The unsupervised learning task does not require input instances to be pre-labelled 2. The common analysis which is applied on the unsupervised learning task is to find the correlation between the data points. Then, one can use clustering technique, such as K-Mean clustering and DBSCAN, to group together similar data points into clusters. One can also find the strong correlation between features and use them to construct the association rules using Apriori Algorithm. For the rest of this chapter, we discuss the machine learning techniques for supervised learning task.

Anna L. Buczak and Erhan Guven 7 presents a literature review of data mining and machine learning models for intrusion detection. According to their survey, “the methods that are the most effective for cyber applications have not been established. Due to the richness and the complexity of the methods, it is impossible to make one recommendation for each method based on the type of attack the system is supposed to detect. There are several other criteria that need to be considered for determining the effectiveness of the methods”. The common quantitative measurements are accuracy, complexity, time taken for classifying a sample, and the final classification solution of each Machine Learning or Data Mining method. Another aspect of Machine Learning for intrusion detection that is highlighted in their literature is the importance of the datasets used in training the models. From their survey, they also observed the problem of the availability of labelled data which should be invested more on. Another cyber problem that makes the models more difficult to use is related to how often the model needs to be retrained. The researchers recommend a further research on methods that could be used for both misuse and anomaly detection.

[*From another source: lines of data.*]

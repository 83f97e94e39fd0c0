//! Device lifecycle events and states.
//!
//! The host initializes, resets and shuts the graphics device down at points
//! outside this crate's control, and notifies the plugin through
//! [`DeviceEvent`]s. Events arrive serialized on the rendering thread, never
//! concurrently with each other or with frame events.

use std::sync::Arc;

use crate::backend::RenderBackend;

/// A device lifecycle notification issued by the host.
#[derive(Debug, Clone)]
pub enum DeviceEvent {
    /// The device was created. Carries the backend through which the plugin
    /// talks to it; the backend stays valid until `Shutdown`.
    Initialize(Arc<dyn RenderBackend>),
    /// The device is about to reset.
    BeforeReset,
    /// The device finished resetting.
    AfterReset,
    /// The device is being destroyed. Must be the last event before the
    /// device becomes invalid.
    Shutdown,
}

/// State of the device lifecycle machine.
///
/// `Uninitialized -> Initialized` on `Initialize`,
/// `Initialized -> Uninitialized` on `Shutdown`.
/// `BeforeReset`/`AfterReset` are self-loops on `Initialized`; from
/// `Uninitialized` every event except `Initialize` is a no-op.
#[derive(Debug, Clone, Copy, PartialEq, Eq, Hash, Default)]
pub enum LifecycleState {
    /// No device is active.
    #[default]
    Uninitialized,
    /// A device is active and frame events may draw.
    Initialized,
}

#[cfg(test)]
mod tests {
    use super::*;

    #[test]
    fn test_default_state_is_uninitialized() {
        assert_eq!(LifecycleState::default(), LifecycleState::Uninitialized);
    }
}
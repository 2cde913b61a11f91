//! Query verification.
//!
//! Runs learner SQL through a [`QueryExecutor`] and judges the result
//! against an expectation. Engine failures come back as [`ExecutionError`];
//! logical mismatches come back as a failing [`Verdict`].

mod compare;

pub use compare::{cells_match, compare, compare_with, FailReason, RowOrder, Verdict, FLOAT_TOLERANCE};

use tokio_util::sync::CancellationToken;
use tracing::{debug, warn};

use crate::db::{ExecutionOutcome, QueryExecutor, QueryResult};
use crate::error::{ExecutionError, ExecutionErrorKind};
use crate::safety::classify_sql;
use crate::scenario::{Level, Scenario};

/// Statement name reported when the engine, not the classifier, caught a write.
const UNCLASSIFIED_WRITE: &str = "a statement that writes";

/// Verifies submissions against expected results.
pub struct Verifier<'a> {
    executor: &'a dyn QueryExecutor,
    cancel: CancellationToken,
}

impl<'a> Verifier<'a> {
    pub fn new(executor: &'a dyn QueryExecutor) -> Self {
        Self {
            executor,
            cancel: CancellationToken::new(),
        }
    }

    /// Uses `cancel` to abandon in-flight runs.
    pub fn with_cancellation(mut self, cancel: CancellationToken) -> Self {
        self.cancel = cancel;
        self
    }

    /// Runs `sql` and compares its result positionally with `expected`.
    pub async fn verify(
        &self,
        sql: &str,
        expected: &QueryResult,
    ) -> Result<Verdict, ExecutionError> {
        let outcome = self.executor.execute(sql, &self.cancel).await?;
        Ok(compare(&outcome.result, expected))
    }

    /// Runs `sql` against a level, applying its row-order policy and
    /// read-only guard.
    ///
    /// On a read-only level, SQL the classifier recognizes as a write is
    /// rejected without being run; anything else runs with writes refused by
    /// the executor, so unparseable batches cannot slip a write through.
    pub async fn verify_level(&self, sql: &str, level: &Level) -> Result<Verdict, ExecutionError> {
        if !level.read_only {
            let outcome = self.executor.execute(sql, &self.cancel).await?;
            return Ok(self.judge(level, &outcome));
        }

        let classification = classify_sql(sql);
        if classification.contains_mutation() {
            let statement = classification.statement_type.base().to_string();
            debug!(
                "Level '{}' is read-only, rejecting {} submission",
                level.level_id, statement
            );
            return Ok(Verdict::fail(FailReason::MutatingStatement { statement }));
        }

        match self.executor.execute_read_only(sql, &self.cancel).await {
            Ok(outcome) => Ok(self.judge(level, &outcome)),
            Err(e) if e.kind == ExecutionErrorKind::ReadOnly => {
                debug!(
                    "Level '{}' is read-only, the engine refused a write: {}",
                    level.level_id, e.message
                );
                Ok(Verdict::fail(FailReason::MutatingStatement {
                    statement: UNCLASSIFIED_WRITE.to_string(),
                }))
            }
            Err(e) => Err(e),
        }
    }

    fn judge(&self, level: &Level, outcome: &ExecutionOutcome) -> Verdict {
        let verdict = compare_with(&outcome.result, &level.expected_result, level.row_order);
        debug!(
            "Level '{}' verdict after {:?}: {}",
            level.level_id, outcome.execution_time, verdict
        );
        verdict
    }

    /// Runs every level's reference query and reports the outcome per level.
    pub async fn audit(&self, scenario: &Scenario) -> AuditReport {
        let mut entries = Vec::with_capacity(scenario.levels.len());

        for level in &scenario.levels {
            let outcome = self.verify_level(&level.correct_query, level).await;
            match &outcome {
                Ok(Verdict::Pass) => {}
                Ok(verdict) => warn!("Audit: level '{}' failed: {}", level.level_id, verdict),
                Err(e) => warn!("Audit: level '{}' errored: {}", level.level_id, e),
            }
            entries.push(AuditEntry {
                level_id: level.level_id.clone(),
                outcome,
            });
        }

        AuditReport {
            scenario_id: scenario.id.clone(),
            entries,
        }
    }
}

/// Audit outcome for one level.
#[derive(Debug, Clone)]
pub struct AuditEntry {
    pub level_id: String,
    pub outcome: Result<Verdict, ExecutionError>,
}

impl AuditEntry {
    pub fn passed(&self) -> bool {
        matches!(self.outcome, Ok(Verdict::Pass))
    }
}

/// Audit results for a whole scenario.
#[derive(Debug, Clone)]
pub struct AuditReport {
    pub scenario_id: String,
    pub entries: Vec<AuditEntry>,
}

impl AuditReport {
    /// Returns true if every reference query reproduced its expected result.
    pub fn all_passed(&self) -> bool {
        self.entries.iter().all(AuditEntry::passed)
    }

    /// Returns the entries that did not pass.
    pub fn failures(&self) -> impl Iterator<Item = &AuditEntry> {
        self.entries.iter().filter(|e| !e.passed())
    }
}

2.1 Machine Learning Techniques and DatasetsFor emphasizing intrusion detection challenges over the network, supervised learning techniques such as Random Forest, SVM, J48 and Naive Bayes are used with various feature selection and reduction methods. In 1, the authors used Random Forest and SVM along with Random Projection. The result from these methods showed the accuracy rate from Random Forest with Random Projection to be 100%, thus proving it to be a better predictive model than SVM with Random Projection. The J48 Decision tree and the Bayesian algorithm were applied in the intrusion detection task in 2. The experimental result showed that J48 algorithm performed well for intrusion detection with almost 100% accuracy rate. The authors of 3 proposed Naive Bayes as a classifier and PCA as a dimensionality and feature reduction method. Their experimental results are based on accuracy rate, detection rate and False Positive Rate. The accuracy rate of the model trained with feature selection was 98.53 which are higher than the accuracy of the model trained with a maximum of 41 features selected, which was 80.14.

Feature selection and reduction methods are generally used for dimensionality reduction. Dimensionality reduction methods identify and remove irrelevant attributes that do not contribute to the model’s prediction. For this task, Random Projection, GainRatio and PCA were also used with various classifiers by S.R. Johnson & A. Jain 1, U. Bashir & M. Chachoo 2 and S.M. Almansob & S. Lomte 3.

From these recent researches, we selected the models that performed best. That is, we used Random Forest, J48 and Naive Bayes classifiers to evaluate the performance of the models in detecting intrusion.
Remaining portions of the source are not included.